Peralta et al v. Bank of America, N.A.
Filing
38
ORDER permitting Gabino C. Peralta and Arely M. Ramirez to amend the complaint a final time and NO LATER THAN MAY 25, 2018. Signed by Judge Steven D. Merryday on 5/18/2018. (GSO)
UNITED STATES DISTRICT COURT
MIDDLE DISTRICT OF FLORIDA
TAMPA DIVISION
GABINO C. PERALTA
and ARELY M. RAMIREZ,
Plaintiffs,
v.
CASE NO. 8:17-cv-2580-T-23MAP
BANK OF AMERICA, N.A.,
Defendant.
____________________________________/
ORDER
A decade ago, the Treasury Department introduced the Home Affordable
Modification Program, which allegedly requires a participating bank to use
“reasonable efforts” to modify the mortgage of a person in default or reasonably
likely to default.1 After an eligible mortgagor applies for a modification, the program
requires several “trial payments” before the bank approves the modification.

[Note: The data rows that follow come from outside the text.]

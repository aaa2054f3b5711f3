//! Central playground state.
//!
//! All mutable state lives here so that the rest of the app can be pure
//! functions over `&AppState` (rendering) or `&mut AppState` (event handling).

use std::cell::RefCell;
use std::rc::Rc;

use ratatui::layout::Rect;
use swipe_row::config::PlaygroundConfig;
use swipe_row::{SwipeAction, SwipeRowProps, SwipeRowState};

/// One demo row: what it shows, what it reveals, where it is.
pub struct DemoRow {
    pub content: String,
    pub props: SwipeRowProps,
    pub state: SwipeRowState,
}

/// A keyboard-focused action button.
#[derive(Debug, Clone, Copy, PartialEq, Eq)]
pub struct ButtonFocus {
    pub row: usize,
    pub button: usize,
}

/// Top-level playground state.
pub struct AppState {
    pub rows: Vec<DemoRow>,
    pub config: PlaygroundConfig,
    /// Last known terminal size, for mouse hit-testing.
    pub terminal_area: Rect,
    /// Row whose foreground is under the pointer, if a drag is in progress.
    pub dragging: Option<usize>,
    pub focus: Option<ButtonFocus>,
    /// Controls the main event loop.
    pub should_quit: bool,
    /// An optional status message shown in the bottom bar.
    pub status_message: Option<String>,
    /// Messages posted by action callbacks, drained into the status bar.
    notices: Rc<RefCell<Vec<String>>>,
}

impl AppState {
    pub fn new(config: PlaygroundConfig) -> Self {
        let notices = Rc::new(RefCell::new(Vec::new()));

        let action = |label: &'static str, color: &'static str| {
            let notices = Rc::clone(&notices);
            SwipeAction::new(label, move || {
                notices.borrow_mut().push(format!("{label} clicked"));
            })
            .background_color(color)
            .width(80.0)
        };

        let row = |content: &str, actions: Vec<SwipeAction>| DemoRow {
            content: content.to_string(),
            props: SwipeRowProps::new(actions).drag_elastic(config.drag_elastic),
            state: SwipeRowState::new(),
        };

        let rows = vec![
            row(
                "Swipe me (Archive / Delete)",
                vec![action("Archive", "#f59e0b"), action("Delete", "#ef4444")],
            ),
            row(
                "Swipe me (Reply / Read)",
                vec![action("Reply", "#3b82f6"), action("Read", "#10b981")],
            ),
        ];

        Self {
            rows,
            config,
            terminal_area: Rect::default(),
            dragging: None,
            focus: None,
            should_quit: false,
            status_message: None,
            notices,
        }
    }

    /// Move callback messages into the status bar.  Returns `true` if any arrived.
    pub fn drain_notices(&mut self) -> bool {
        let latest = self.notices.borrow_mut().drain(..).last();
        match latest {
            Some(msg) => {
                self.status_message = Some(msg);
                true
            }
            None => false,
        }
    }

    /// Every (row, button) pair in reading order.
    pub fn focus_order(&self) -> Vec<ButtonFocus> {
        self.rows
            .iter()
            .enumerate()
            .flat_map(|(row, r)| {
                (0..r.props.actions.len()).map(move |button| ButtonFocus { row, button })
            })
            .collect()
    }
}
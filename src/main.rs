//! Swipe row playground.
//!
//! Two demo rows that reveal actions when dragged left with the mouse.
//! Run with `RUST_LOG=swipe_row=debug` to trace drag decisions on stderr.

mod app;

use std::io::{self, stdout};
use std::time::{Duration, Instant};

use anyhow::Result;
use clap::Parser;
use crossterm::{
    event::{DisableFocusChange, DisableMouseCapture, EnableFocusChange, EnableMouseCapture},
    execute,
    terminal::{disable_raw_mode, enable_raw_mode, EnterAlternateScreen, LeaveAlternateScreen},
};
use ratatui::{
    backend::CrosstermBackend,
    text::Line,
    widgets::{Block, Borders, Paragraph},
    Terminal,
};

use swipe_row::config::PlaygroundConfig;
use swipe_row::ui::{layout::PlaygroundLayout, theme::Theme};
use swipe_row::SwipeRow;

use crate::app::{
    event::{spawn_event_reader, AppEvent},
    handler,
    state::AppState,
};

const HINT: &str = "drag a row left: reveal actions | tab: focus | enter: activate | q: quit";

// ───────────────────────────────────────── CLI ───────────────

#[derive(Parser, Debug)]
#[command(name = env!("CARGO_PKG_NAME"), about = "Swipeable row playground")]
struct Cli {
    /// px per terminal column (an 80px action is 80 / this columns wide).
    #[arg(long = "cell-width")]
    cell_width: Option<f64>,

    /// Elastic bleed past the drag bounds (0 = hard stop, 1 = free).
    #[arg(long)]
    elastic: Option<f64>,

    /// Frame interval in milliseconds.
    #[arg(long = "tick-ms")]
    tick_ms: Option<u64>,
}

impl Cli {
    /// Flags override whatever the config file said.
    fn apply(&self, config: &mut PlaygroundConfig) {
        if let Some(w) = self.cell_width {
            config.cell_width_px = w.clamp(1.0, 64.0);
        }
        if let Some(e) = self.elastic {
            config.drag_elastic = e.clamp(0.0, 1.0);
        }
        if let Some(t) = self.tick_ms {
            config.tick_ms = t.clamp(5, 200);
        }
    }
}

// ───────────────────────────────────────── main ─────────────

#[tokio::main]
async fn main() -> Result<()> {
    // Initialise tracing (only when RUST_LOG is set).
    tracing_subscriber::fmt()
        .with_env_filter(tracing_subscriber::EnvFilter::from_default_env())
        .with_writer(io::stderr) // never pollute the TUI
        .init();

    let cli = Cli::parse();
    let mut config = PlaygroundConfig::load();
    cli.apply(&mut config);
    tracing::debug!(?config, "playground config");

    let tick_rate = Duration::from_millis(config.tick_ms);
    let mut state = AppState::new(config);

    // ── terminal setup ────────────────────────────────────────
    enable_raw_mode()?;
    let mut stdout_handle = stdout();
    execute!(
        stdout_handle,
        EnterAlternateScreen,
        EnableMouseCapture,
        EnableFocusChange
    )?;
    let backend = CrosstermBackend::new(stdout());
    let mut terminal = Terminal::new(backend)?;

    let mut events = spawn_event_reader(tick_rate);
    let mut last_frame = Instant::now();

    // ── event loop ────────────────────────────────────────────
    loop {
        let now = Instant::now();
        handler::advance(&mut state, now.duration_since(last_frame));
        last_frame = now;
        state.drain_notices();

        terminal.draw(|frame| {
            state.terminal_area = frame.area();
            let layout = PlaygroundLayout::from_area(frame.area(), state.rows.len());

            let block = Block::default()
                .title(" swipe-row playground ")
                .title_style(Theme::title_style())
                .borders(Borders::ALL)
                .border_style(Theme::border_style());
            frame.render_widget(block, layout.list_area);

            let cell_width = state.config.cell_width_px;
            let focus = state.focus;
            for (idx, (row, area)) in state.rows.iter_mut().zip(&layout.rows).enumerate() {
                let focused = focus.filter(|f| f.row == idx).map(|f| f.button);
                let widget = SwipeRow::from_props(Line::from(row.content.as_str()), row.props.clone())
                    .cell_width(cell_width)
                    .focused(focused);
                frame.render_stateful_widget(widget, *area, &mut row.state);
            }

            let status_text = state.status_message.as_deref().unwrap_or(HINT);
            let status = Paragraph::new(status_text).style(Theme::status_bar_style());
            frame.render_widget(status, layout.status_area);
        })?;

        let Some(event) = events.recv().await else {
            break;
        };
        match event {
            AppEvent::Key(k) => handler::handle_key(&mut state, k),
            AppEvent::Mouse(m) => handler::handle_mouse(&mut state, m),
            AppEvent::PointerLost => handler::release_drag(&mut state),
            AppEvent::Resize(_, _) | AppEvent::Tick => {}
        }

        if state.should_quit {
            break;
        }
    }

    // ── teardown ──────────────────────────────────────────────
    disable_raw_mode()?;
    execute!(
        terminal.backend_mut(),
        LeaveAlternateScreen,
        DisableMouseCapture,
        DisableFocusChange
    )?;
    terminal.show_cursor()?;

    Ok(())
}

In June 2017, Gabino Peralta and Arely Ramirez and 117 other plaintiffs sued
Bank of America in a single action.2 Case no. 8:17-cv-1534-RAL (M.D. Fla. June 27,
1
Bank of America disputes that a “reasonably foreseeable” likelihood of default qualifies a
mortgagor for a modification and contends that a modification requires either delinquency or an
“imminent default.”
2
In October 2016, several dozen plaintiffs (but not the Peralta and Ramirez) sued Bank of
America in a single action in the Circuit Court for Hillsborough County, and the bank invoked
diversity jurisdiction and removed the action. Case no. 8:16-cv-3384-SCB (M.D. Fla. Dec. 12, 2016).

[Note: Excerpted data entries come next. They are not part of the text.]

use std::cell::Cell;
use std::rc::Rc;
use std::time::Duration;

use ratatui::{buffer::Buffer, layout::Rect, style::Color, widgets::StatefulWidget};
use swipe_row::{SwipeAction, SwipePhase, SwipeRow, SwipeRowProps, SwipeRowState};

fn counter() -> (Rc<Cell<u32>>, impl Fn() + 'static) {
    let hits = Rc::new(Cell::new(0));
    let inner = Rc::clone(&hits);
    (hits, move || inner.set(inner.get() + 1))
}

fn render(row: SwipeRow<'_>, state: &mut SwipeRowState, width: u16) -> Buffer {
    let area = Rect::new(0, 0, width, 3);
    let mut buf = Buffer::empty(area);
    row.render(area, &mut buf, state);
    buf
}

fn row_text(buf: &Buffer, y: u16) -> String {
    (0..buf.area.width)
        .map(|x| buf.cell((x, y)).map_or(" ", |c| c.symbol()).to_string())
        .collect()
}

fn settle(state: &mut SwipeRowState) {
    let mut guard = 0;
    while state.tick(Duration::from_millis(16)) {
        guard += 1;
        assert!(guard < 500, "row never settled");
    }
}

#[test]
fn renders_children() {
    let row = SwipeRow::new("Swipe Content", vec![]);
    let mut state = SwipeRowState::new();
    assert!(row.view(&state).has_text("Swipe Content"));

    let buf = render(row, &mut state, 40);
    assert!(row_text(&buf, 1).contains("Swipe Content"));
}

#[test]
fn one_custom_action() {
    let (hits, on_click) = counter();
    let row = SwipeRow::new("Swipe Content", vec![SwipeAction::new("Custom", on_click)]);
    let state = SwipeRowState::new();
    let view = row.view(&state);

    assert_eq!(view.buttons.len(), 1);
    let button = view.button("Custom").expect("button named Custom");
    button.click();
    assert_eq!(hits.get(), 1);
}

#[test]
fn multiple_custom_actions() {
    let (hits1, a1) = counter();
    let (hits2, a2) = counter();
    let row = SwipeRow::new(
        "Swipe Content",
        vec![SwipeAction::new("Action 1", a1), SwipeAction::new("Action 2", a2)],
    );
    let view = row.view(&SwipeRowState::new());

    let first = view.button("Action 1").expect("first button");
    let second = view.button("Action 2").expect("second button");
    assert_ne!(first.index, second.index);

    second.click();
    assert_eq!((hits1.get(), hits2.get()), (0, 1));
}

#[test]
fn custom_background_and_width() {
    let row = SwipeRow::new(
        "Swipe Content",
        vec![SwipeAction::new("Color Me", || {})
            .background_color("rgb(255,0,0)")
            .width(100.0)],
    );
    let view = row.view(&SwipeRowState::new());
    let btn = view.button("Color Me").expect("button");
    assert_eq!(btn.style.get("background-color"), Some("rgb(255, 0, 0)"));
    assert_eq!(btn.style.get("width"), Some("100px"));
}

#[test]
fn aria_label_overrides_text() {
    let row = SwipeRow::new(
        "Row",
        vec![SwipeAction::new("🗑", || {}).aria_label("Delete message")],
    );
    let view = row.view(&SwipeRowState::new());
    assert!(view.button("Delete message").is_some());
    assert!(view.button("🗑").is_none());
}

#[test]
fn extent_follows_widths_or_override() {
    let actions = || {
        vec![
            SwipeAction::new("A", || {}).width(100.0),
            SwipeAction::new("B", || {}),
        ]
    };
    assert_eq!(SwipeRowProps::new(actions()).extent(), -180.0);
    assert_eq!(SwipeRowProps::new(actions()).max_swipe(-90.0).extent(), -90.0);
    assert_eq!(SwipeRowProps::new(vec![]).extent(), 0.0);
}

#[test]
fn swipe_reveals_faded_in_buttons() {
    let props = SwipeRowProps::new(vec![
        SwipeAction::new("Archive", || {}).background_color("#f59e0b"),
        SwipeAction::new("Delete", || {}).background_color("#ef4444"),
    ]);
    let mut state = SwipeRowState::new();

    // Closed: the foreground covers the whole row.
    let buf = render(SwipeRow::from_props("Mail", props.clone()), &mut state, 40);
    assert!(!row_text(&buf, 1).contains("Delete"));

    state.drag_start(&props, 300.0);
    state.drag_to(150.0);
    state.drag_end();
    assert_eq!(state.phase(), SwipePhase::Settling { open: true });
    settle(&mut state);
    assert_eq!(state.phase(), SwipePhase::Open);

    let buf = render(SwipeRow::from_props("Mail", props), &mut state, 40);
    let line = row_text(&buf, 1);
    assert!(line.contains("Archive"), "{line:?}");
    assert!(line.contains("Delete"), "{line:?}");
    assert!(line.find("Archive") < line.find("Delete"));
    // Fully open → full opacity → the button's own colour.
    let cell = buf.cell((35, 1)).expect("cell inside Delete");
    assert_eq!(cell.bg, Color::Rgb(0xef, 0x44, 0x44));
}

#[test]
fn empty_actions_never_open() {
    let props = SwipeRowProps::new(vec![]);
    let mut state = SwipeRowState::new();
    state.drag_start(&props, 300.0);
    state.drag_to(0.0);
    state.drag_end();
    settle(&mut state);
    assert_eq!(state.offset(), 0.0);
    assert_eq!(state.phase(), SwipePhase::Closed);
}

Moving to dismiss the action, Bank of America argued misjoinder of the plaintiffs’ claims, failure to
plead fraud with particularity, failure to state a claim, expiration of the four-year limitation, and the
absence of a private right to sue a bank for violating the requirements of the Home Affordable
(continued...)
2017). The 292-page “shotgun” complaint, which copied swaths from a qui tam
complaint in the Eastern District of New York,3 alleged fraud and the violation of
Florida’s Deceptive and Unfair Trade Practices Act. In the part of the complaint
specific to them, Peralta and Ramirez alleged that in January 2011 a Bank of
America employee, “Angela,” told them that a modification requires a default.

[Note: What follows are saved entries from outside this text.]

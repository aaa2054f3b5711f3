//! Drag-and-spring motion primitive behind the foreground offset.
//!
//! The row logic only talks to [`MotionDriver`]; [`MotionOffset`] is the
//! default driver.  It applies elastic drag constraints and settles with a
//! damped spring solved in closed form, so ticks of any size land on the
//! same curve.

use std::time::Duration;

use super::swipe::apply_elastic;

/// Bleed applied past a drag bound unless configured otherwise.
pub const DEFAULT_DRAG_ELASTIC: f64 = 0.1;

/// Settle animation duration.
pub const SETTLE_DURATION: Duration = Duration::from_millis(300);

/// Settle animation bounce (0 = no overshoot).
pub const SETTLE_BOUNCE: f64 = 0.0;

/// Envelope fraction at which a duration-based spring counts as finished.
const DURATION_EPSILON: f64 = 0.001;

// ───────────────────────────────────────── spring ────────────

/// Spring configuration.
#[derive(Debug, Clone, Copy, PartialEq)]
pub struct SpringSpec {
    /// 1.0 = critically damped, < 1.0 = bouncy.
    pub damping_ratio: f64,
    /// Natural angular frequency (rad/s).  Stiffness for unit mass is its square.
    pub angular_frequency: f64,
    /// Displacement (px) below which the spring may stop.
    pub rest_delta: f64,
    /// Speed (px/s) below which the spring may stop.
    pub rest_speed: f64,
}

impl SpringSpec {
    /// Spring that visually completes in `duration` with the given bounce.
    ///
    /// The damping ratio is `1 - bounce`; the frequency is picked so the
    /// response envelope decays to [`DURATION_EPSILON`] at `duration`.
    pub fn from_duration(duration: Duration, bounce: f64) -> Self {
        let secs = duration.as_secs_f64().max(0.01);
        let damping_ratio = (1.0 - bounce).clamp(0.05, 1.0);
        let angular_frequency = if damping_ratio >= 1.0 {
            critical_decay_time(DURATION_EPSILON) / secs
        } else {
            (1.0 / DURATION_EPSILON).ln() / (damping_ratio * secs)
        };
        Self {
            damping_ratio,
            angular_frequency,
            rest_delta: 0.5,
            rest_speed: 2.0,
        }
    }

    /// The spring used when a released row snaps open or closed.
    pub fn settle() -> Self {
        Self::from_duration(SETTLE_DURATION, SETTLE_BOUNCE)
    }

    /// Displacement and velocity `t` seconds after release from
    /// displacement `x0` with velocity `v0`.
    fn solve(&self, x0: f64, v0: f64, t: f64) -> (f64, f64) {
        let w = self.angular_frequency;
        let z = self.damping_ratio;
        if z >= 1.0 {
            let b = v0 + w * x0;
            let e = (-w * t).exp();
            ((x0 + b * t) * e, (v0 - w * b * t) * e)
        } else {
            let wd = w * (1.0 - z * z).sqrt();
            let c = (v0 + z * w * x0) / wd;
            let e = (-z * w * t).exp();
            let (sin, cos) = (wd * t).sin_cos();
            let x = e * (x0 * cos + c * sin);
            let v = e * (v0 * cos - (z * w * c + x0 * wd) * sin);
            (x, v)
        }
    }
}

impl Default for SpringSpec {
    fn default() -> Self {
        Self::settle()
    }
}

/// Solve `(1 + x)·e^(−x) = eps` for `x > 0` (Newton's method).
fn critical_decay_time(eps: f64) -> f64 {
    let mut x: f64 = 5.0;
    for _ in 0..32 {
        let f = (1.0 + x) * (-x).exp() - eps;
        let df = -x * (-x).exp();
        if df == 0.0 {
            break;
        }
        let next = (x - f / df).max(0.1);
        if (next - x).abs() < 1e-9 {
            return next;
        }
        x = next;
    }
    x
}

// ───────────────────────────────────────── driver ────────────

/// Horizontal drag bounds with elastic bleed past them.
#[derive(Debug, Clone, Copy, PartialEq)]
pub struct DragConstraints {
    pub min: f64,
    pub max: f64,
    pub elastic: f64,
}

impl DragConstraints {
    pub fn new(min: f64, max: f64) -> Self {
        Self {
            min: min.min(max),
            max: max.max(min),
            elastic: DEFAULT_DRAG_ELASTIC,
        }
    }

    pub fn elastic(mut self, elastic: f64) -> Self {
        self.elastic = elastic.clamp(0.0, 1.0);
        self
    }
}

impl Default for DragConstraints {
    fn default() -> Self {
        Self::new(0.0, 0.0)
    }
}

/// The capability a swipe row needs from its gesture / animation backend.
pub trait MotionDriver {
    /// Current foreground offset.
    fn offset(&self) -> f64;

    fn set_constraints(&mut self, constraints: DragConstraints);

    /// Pointer went down.  Any running animation stops where it is.
    fn begin_drag(&mut self);

    /// Pointer moved by `delta` px since the last call.
    fn drag_by(&mut self, delta: f64);

    /// Pointer released.  Returns the offset at release.
    fn end_drag(&mut self) -> f64;

    fn animate_to(&mut self, target: f64, spring: SpringSpec);

    /// Advance animation.  Returns `true` while still moving.
    fn tick(&mut self, dt: Duration) -> bool;

    fn is_dragging(&self) -> bool;

    fn is_animating(&self) -> bool;
}

#[derive(Debug, Clone, Copy)]
struct SpringRun {
    target: f64,
    x0: f64,
    v0: f64,
    elapsed: f64,
    spec: SpringSpec,
}

/// Default [`MotionDriver`]: elastic drag plus closed-form spring settle.
#[derive(Debug, Clone, Default)]
pub struct MotionOffset {
    offset: f64,
    /// Unconstrained pointer position while dragging.
    raw: f64,
    dragging: bool,
    constraints: DragConstraints,
    run: Option<SpringRun>,
}

impl MotionOffset {
    pub fn new() -> Self {
        Self::default()
    }

    /// Target of the running animation, if any.
    pub fn animation_target(&self) -> Option<f64> {
        self.run.map(|r| r.target)
    }
}

impl MotionDriver for MotionOffset {
    fn offset(&self) -> f64 {
        self.offset
    }

    fn set_constraints(&mut self, constraints: DragConstraints) {
        self.constraints = constraints;
    }

    fn begin_drag(&mut self) {
        self.run = None;
        self.raw = self.offset;
        self.dragging = true;
    }

    fn drag_by(&mut self, delta: f64) {
        if !self.dragging {
            return;
        }
        self.raw += delta;
        let c = self.constraints;
        self.offset = apply_elastic(self.raw, c.min, c.max, c.elastic);
    }

    fn end_drag(&mut self) -> f64 {
        self.dragging = false;
        self.offset
    }

    fn animate_to(&mut self, target: f64, spring: SpringSpec) {
        self.run = Some(SpringRun {
            target,
            x0: self.offset - target,
            v0: 0.0,
            elapsed: 0.0,
            spec: spring,
        });
    }

    fn tick(&mut self, dt: Duration) -> bool {
        let Some(run) = self.run.as_mut() else {
            return false;
        };
        run.elapsed += dt.as_secs_f64();
        let (x, v) = run.spec.solve(run.x0, run.v0, run.elapsed);
        if x.abs() < run.spec.rest_delta && v.abs() < run.spec.rest_speed {
            self.offset = run.target;
            self.run = None;
            false
        } else {
            self.offset = run.target + x;
            true
        }
    }

    fn is_dragging(&self) -> bool {
        self.dragging
    }

    fn is_animating(&self) -> bool {
        self.run.is_some()
    }
}
//! Terminal event abstraction.
//!
//! Wraps crossterm events into a simpler enum and runs a background task that
//! forwards them over a channel so the main loop stays non-blocking.

use std::time::Duration;

use crossterm::event::{self, Event as CtEvent, KeyEvent, KeyEventKind, MouseEvent};
use tokio::sync::mpsc;

/// High-level events consumed by the playground.
#[derive(Debug)]
pub enum AppEvent {
    Key(KeyEvent),
    Mouse(MouseEvent),
    /// The terminal lost focus; any drag in progress must be released.
    PointerLost,
    Resize(u16, u16),
    Tick,
}

/// Spawns a background task that polls the terminal for events and sends them
/// through the returned channel.  A `Tick` is sent whenever `tick_rate`
/// passes without input so running animations keep advancing.
pub fn spawn_event_reader(tick_rate: Duration) -> mpsc::UnboundedReceiver<AppEvent> {
    let (tx, rx) = mpsc::unbounded_channel();

    tokio::spawn(async move {
        loop {
            let has_event = event::poll(tick_rate).unwrap_or(false);
            let app_event = if has_event {
                match event::read() {
                    // Release / repeat reports would double-fire Enter.
                    Ok(CtEvent::Key(k)) if k.kind == KeyEventKind::Press => AppEvent::Key(k),
                    Ok(CtEvent::Mouse(m)) => AppEvent::Mouse(m),
                    Ok(CtEvent::FocusLost) => AppEvent::PointerLost,
                    Ok(CtEvent::Resize(w, h)) => AppEvent::Resize(w, h),
                    _ => continue,
                }
            } else {
                AppEvent::Tick
            };
            if tx.send(app_event).is_err() {
                break; // receiver dropped
            }
        }
    });

    rx
}
//! Playground orchestration — state, event loop plumbing, and input handling.

pub mod event;
pub mod handler;
pub mod state;
//! Colour palette and text styles used across the UI.

use ratatui::style::{Color, Modifier, Style};

use crate::core::color::Rgb;

/// Central theme — change colours here and they propagate everywhere.
pub struct Theme;

impl Theme {
    // ── swipe row ──────────────────────────────────────────────
    /// Behind the action strip, visible while the strip fades in (slate-900).
    pub const CONTAINER_BG: Rgb = Rgb::new(15, 23, 42);
    /// Foreground layer fill (slate-100).
    pub const FOREGROUND_BG: Rgb = Rgb::new(241, 245, 249);
    /// Foreground text (slate-800).
    pub const FOREGROUND_FG: Rgb = Rgb::new(30, 41, 59);

    pub fn rgb(c: Rgb) -> Color {
        Color::Rgb(c.r, c.g, c.b)
    }

    pub fn foreground_style(bg: Rgb, fg: Rgb) -> Style {
        Style::default().bg(Self::rgb(bg)).fg(Self::rgb(fg))
    }

    pub fn button_style(bg: Rgb, fg: Rgb) -> Style {
        Style::default()
            .bg(Self::rgb(bg))
            .fg(Self::rgb(fg))
            .add_modifier(Modifier::BOLD)
    }

    /// Extra emphasis on the keyboard-focused button.
    pub fn focus_modifier() -> Modifier {
        Modifier::UNDERLINED | Modifier::REVERSED
    }

    // ── chrome ─────────────────────────────────────────────────
    pub fn title_style() -> Style {
        Style::default()
            .fg(Color::Green)
            .add_modifier(Modifier::BOLD)
    }

    pub fn border_style() -> Style {
        Style::default().fg(Color::Gray)
    }

    pub fn status_bar_style() -> Style {
        Style::default().bg(Color::DarkGray).fg(Color::White)
    }
}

(Doc. 1 at ¶ 521 in case no. 17-cv-1534) Bank of America allegedly omitted to
mention that a reasonably foreseeable likelihood of default might qualify a mortgagor
for a modification. Moving to dismiss the complaint, Bank of America argued
misjoinder of the plaintiffs’ claims, failure to plead fraud with particularity, failure to
state a claim, expiration of the four-year limitation, and the absence of a private right
to sue a bank for violating the requirements of the Home Affordable Modification
Program.
Before resolving the motion to dismiss, the presiding judge observed that the
complaint, which alleged neither each plaintiff’s citizenship nor the amount in
controversy between each plaintiff and Bank of America, failed to invoke diversity
jurisdiction. (Doc. 15 in case no. 17-cv-1534) Ordered to amend the complaint to
invoke diversity jurisdiction, the plaintiffs submitted a 403-page complaint. (Doc. 16
in case no. 17-cv-1534) For the second time, Bank of America moved to dismiss the
2
(...continued)
Modification Program. Before the presiding judge resolved the motion to dismiss, the plaintiffs
voluntarily dismissed the action.
3
United States ex rel. Gregory Mackler v. Bank of America, N.A., Case no. 1:11-cv-3270-SLT
(E.D.N.Y. July 7, 2011).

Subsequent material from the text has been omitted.